§ What to do: Whenever a line of the material contains the string "links", it should be copied.

-------- Data to use --------

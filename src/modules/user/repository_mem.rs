use std::sync::Arc;

use crate::{
    api::error,
    modules::user::{model::InsertUser, repository::UserRepository, schema::UserEntity},
    store::MemoryStore,
    utils::new_id,
};

#[derive(Clone)]
pub struct UserRepositoryMem {
    store: Arc<MemoryStore>,
}

impl UserRepositoryMem {
    pub fn new(store: Arc<MemoryStore>) -> Self {
        Self { store }
    }
}

#[async_trait::async_trait]
impl UserRepository for UserRepositoryMem {
    async fn find_by_username(
        &self,
        username: &str,
    ) -> Result<Option<UserEntity>, error::SystemError> {
        let tables = self.store.read().await;
        Ok(tables.users.get(username).cloned())
    }

    async fn create(&self, user: &InsertUser) -> Result<UserEntity, error::SystemError> {
        let mut tables = self.store.write().await;
        if tables.users.contains_key(&user.username) {
            return Err(error::SystemError::conflict("Username already exists"));
        }

        let entity = UserEntity {
            id: new_id(),
            username: user.username.clone(),
            hash_password: user.hash_password.clone(),
            created_at: chrono::Utc::now(),
        };
        tables.users.insert(entity.username.clone(), entity.clone());
        Ok(entity)
    }
}
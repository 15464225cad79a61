use std::collections::{HashMap, HashSet};

use crate::modules::folder::schema::FolderEntity;

/// Returns `root` plus the ids of every folder of `owner` reachable from it
/// through `parent_id` links.
///
/// Walks an explicit worklist; the visited set keeps the walk finite even if
/// the parent links ever form a cycle.
pub fn folder_closure(
    folders: &HashMap<String, FolderEntity>,
    owner: &str,
    root: &str,
) -> HashSet<String> {
    let mut children: HashMap<&str, Vec<&str>> = HashMap::new();
    for folder in folders.values().filter(|f| f.owner == owner) {
        if let Some(parent) = folder.parent_id.as_deref() {
            children.entry(parent).or_default().push(folder.id.as_str());
        }
    }

    let mut visited: HashSet<String> = HashSet::new();
    let mut stack = vec![root];
    while let Some(id) = stack.pop() {
        if !visited.insert(id.to_string()) {
            continue;
        }
        if let Some(kids) = children.get(id) {
            stack.extend(kids.iter().copied().filter(|k| !visited.contains(*k)));
        }
    }
    visited
}
use actix_web::{post, web};

use crate::api::{error, success};
use crate::modules::user::{model, service::UserService};
use crate::utils::ValidatedJson;

#[post("/register")]
pub async fn register(
    user_service: web::Data<UserService>,
    user_data: ValidatedJson<model::RegisterModel>,
) -> Result<success::Success<model::RegisterResponse>, error::Error> {
    let username = user_service.register(user_data.0).await?;
    Ok(success::Success::created(Some(model::RegisterResponse { username }))
        .message("User registered successfully"))
}

#[post("/login")]
pub async fn login(
    user_service: web::Data<UserService>,
    user_data: ValidatedJson<model::LoginModel>,
) -> Result<success::Success<model::LoginResponse>, error::Error> {
    let response = user_service.login(user_data.0).await?;
    Ok(success::Success::ok(Some(response)).message("Login successful"))
}
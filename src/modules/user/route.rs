use crate::modules::user::handle::*;
use actix_web::web::{scope, ServiceConfig};

pub fn public_api_configure(cfg: &mut ServiceConfig) {
    cfg.service(scope("/auth").service(register).service(login));
}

--------

§ Result of the task:
/// through `parent_id` links.
/// the parent links ever form a cycle.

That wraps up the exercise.